DATA: Begin

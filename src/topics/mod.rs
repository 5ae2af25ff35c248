// Topic signals: entity tallies and the similarity used for ordering.

pub mod entity;
pub mod similarity;
pub mod traits;
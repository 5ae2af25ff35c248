// Colored terminal output for the conversation feed.
//
// The CLI's display functions delegate here. Each conversation prints a
// header (topics, relevance, engagement, who took part) followed by its
// deduplicated posts in chronological order.

use colored::Colorize;

use super::{single_line, truncate_chars};
use crate::cluster::conversation::{Conversation, ConversationItem};
use crate::pipeline::feed::Feed;

/// How many main entities to name in a conversation header.
const HEADER_ENTITIES: usize = 3;

/// Characters of post text shown per row.
const PREVIEW_CHARS: usize = 140;

/// Display the feed: visible conversations, then either the hidden ones or
/// just their count.
pub fn display_feed(feed: &Feed<'_>, show_hidden: bool) {
    if feed.visible.is_empty() && feed.hidden.is_empty() {
        println!("No posts in this window.");
        return;
    }

    println!(
        "\n{}",
        format!(
            "=== Feed ({} conversations, {} hidden) ===",
            feed.visible.len(),
            feed.hidden_count()
        )
        .bold()
    );

    for (i, conversation) in feed.visible.iter().enumerate() {
        display_conversation(i + 1, conversation);
    }

    if feed.hidden.is_empty() {
        return;
    }

    if show_hidden {
        println!(
            "\n{}",
            format!("=== Hidden ({}) ===", feed.hidden_count()).dimmed()
        );
        for (i, conversation) in feed.hidden.iter().enumerate() {
            display_conversation(i + 1, conversation);
        }
    } else {
        println!(
            "\n  {} {} low-relevance conversations hidden (use --show-hidden)",
            "~".dimmed(),
            feed.hidden_count()
        );
    }
}

/// Display one conversation with its rows.
pub fn display_conversation(rank: usize, conversation: &Conversation<'_>) {
    let topics: Vec<&str> = conversation
        .main_entities()
        .top(HEADER_ENTITIES)
        .into_iter()
        .map(|(entity, _)| entity)
        .collect();
    let topics = if topics.is_empty() {
        "(no topics)".dimmed().to_string()
    } else {
        topics.join(", ").bold().to_string()
    };

    let followed = conversation.followed_sources();
    let sources: Vec<String> = conversation
        .sources()
        .into_iter()
        .map(|handle| {
            if followed.contains(&handle) {
                format!("@{handle}").green().to_string()
            } else {
                format!("@{handle}")
            }
        })
        .collect();

    println!();
    println!(
        "  {:>3}. {} {}  {}  {}",
        rank,
        conversation.id().to_string().dimmed(),
        topics,
        colorize_relevance(conversation.relevance()),
        format!("{} upvotes", conversation.upvotes()).dimmed(),
    );
    println!("       {}", sources.join(" "));

    for item in conversation.items() {
        display_item(item);
    }
}

fn display_item(item: &ConversationItem) {
    let preview = truncate_chars(&single_line(item.post.text()), PREVIEW_CHARS);
    let time = item.post.created_at.format("%H:%M");
    println!(
        "       {} @{}: {}",
        time.to_string().dimmed(),
        item.post.handle().bold(),
        preview
    );
    if !item.retweeted_by.is_empty() {
        let by: Vec<String> = item.retweeted_by.iter().map(|h| format!("@{h}")).collect();
        println!("             {} {}", "RT by".dimmed(), by.join(", ").dimmed());
    }
}

/// Colorize a relevance score (1 low to 5 high).
fn colorize_relevance(relevance: f64) -> colored::ColoredString {
    let label = format!("rel {relevance:.0}");
    match relevance {
        r if r >= 4.0 => label.bright_green(),
        r if r > 2.0 => label.yellow(),
        _ => label.dimmed(),
    }
}
// Feedpaper: conversation grouping for a social timeline
//
// This is the library root. Each module corresponds to a stage of the
// pipeline that turns a flat list of posts into ordered conversations.

pub mod cluster;
pub mod config;
pub mod error;
pub mod feed;
pub mod ordering;
pub mod output;
pub mod pipeline;
pub mod scoring;
pub mod topics;
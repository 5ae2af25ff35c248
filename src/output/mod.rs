// Output formatting: terminal display of the ordered feed.

pub mod terminal;

/// Truncate a string to at most `max_chars` characters, appending "..." if truncated.
///
/// Counts characters, not bytes, so emoji and accented letters never split.
pub fn truncate_chars(text: &str, max_chars: usize) -> String {
    if text.chars().count() <= max_chars {
        text.to_string()
    } else {
        let truncated: String = text.chars().take(max_chars).collect();
        format!("{truncated}...")
    }
}

/// Collapse runs of whitespace (including newlines) into single spaces.
pub fn single_line(text: &str) -> String {
    text.split_whitespace().collect::<Vec<_>>().join(" ")
}
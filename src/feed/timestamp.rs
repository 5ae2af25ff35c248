// Post timestamps.
//
// The timeline API reports `created_at` as "Wed Oct 10 20:19:24 +0000 2018".
// Stored dumps may already hold RFC 3339. Both are accepted; output is
// always RFC 3339.

use chrono::{DateTime, Utc};
use serde::{Deserialize, Deserializer, Serializer};

/// chrono format string for the platform's legacy `created_at`.
const LEGACY_FORMAT: &str = "%a %b %d %H:%M:%S %z %Y";

/// Parse a timestamp in either RFC 3339 or the legacy platform format.
pub fn parse_timestamp(raw: &str) -> Option<DateTime<Utc>> {
    let raw = raw.trim();
    DateTime::parse_from_rfc3339(raw)
        .or_else(|_| DateTime::parse_from_str(raw, LEGACY_FORMAT))
        .ok()
        .map(|dt| dt.with_timezone(&Utc))
}

pub fn serialize<S: Serializer>(value: &DateTime<Utc>, serializer: S) -> Result<S::Ok, S::Error> {
    serializer.serialize_str(&value.to_rfc3339())
}

pub fn deserialize<'de, D: Deserializer<'de>>(deserializer: D) -> Result<DateTime<Utc>, D::Error> {
    let raw = String::deserialize(deserializer)?;
    parse_timestamp(&raw)
        .ok_or_else(|| serde::de::Error::custom(format!("unrecognized timestamp {raw:?}")))
}
//! Shared fixtures for the integration tests.

use chrono::{Duration, Utc};
use rust_decimal::Decimal;
use std::sync::Arc;

use tender_agents::engine::StartRequest;
use tender_agents::storage::memory::InMemoryStore;
use tender_agents::strategy::snapshot::Thresholds;
use tender_agents::types::{ProductLine, Session, SessionStatus};

/// An active session that started `minutes_ago` and runs for an hour,
/// priced at 100 with a 10% step.
pub fn session(minutes_ago: i64) -> Session {
    Session {
        id: 0,
        name: "Steel pipes".to_string(),
        creator_id: 1,
        status: SessionStatus::Active,
        start_price: Decimal::from(100),
        current_price: Decimal::from(100),
        step_percent: Decimal::from(10),
        start_time: Utc::now() - Duration::minutes(minutes_ago),
        duration_minutes: 60,
        in_additional_purchase: false,
        last_bid: None,
        products: vec![
            ProductLine {
                product_id: 10,
                quantity: 200,
            },
            ProductLine {
                product_id: 11,
                quantity: 40,
            },
        ],
    }
}

pub fn request(session_id: i64, user_id: i64, strategy: &str, preferable: f64) -> StartRequest {
    StartRequest {
        session_id,
        user_id,
        strategy: strategy.to_string(),
        thresholds: Thresholds::new(preferable / 4.0, preferable / 2.0, preferable),
    }
}

pub async fn memory_store_with(session: Session) -> (Arc<InMemoryStore>, i64) {
    let store = Arc::new(InMemoryStore::new());
    let id = store.insert_session(session).await.id;
    (store, id)
}

/// Give spawned agent loops a chance to run one tick.
pub async fn settle() {
    tokio::time::sleep(std::time::Duration::from_millis(200)).await;
}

DATA: End

__WORK TASK__.
If a line in the material holds "const", copy it.

__RESULT__.
const HEADER_ENTITIES: usize = 3;
const PREVIEW_CHARS: usize = 140;
const LEGACY_FORMAT: &str = "%a %b %d %H:%M:%S %z %Y";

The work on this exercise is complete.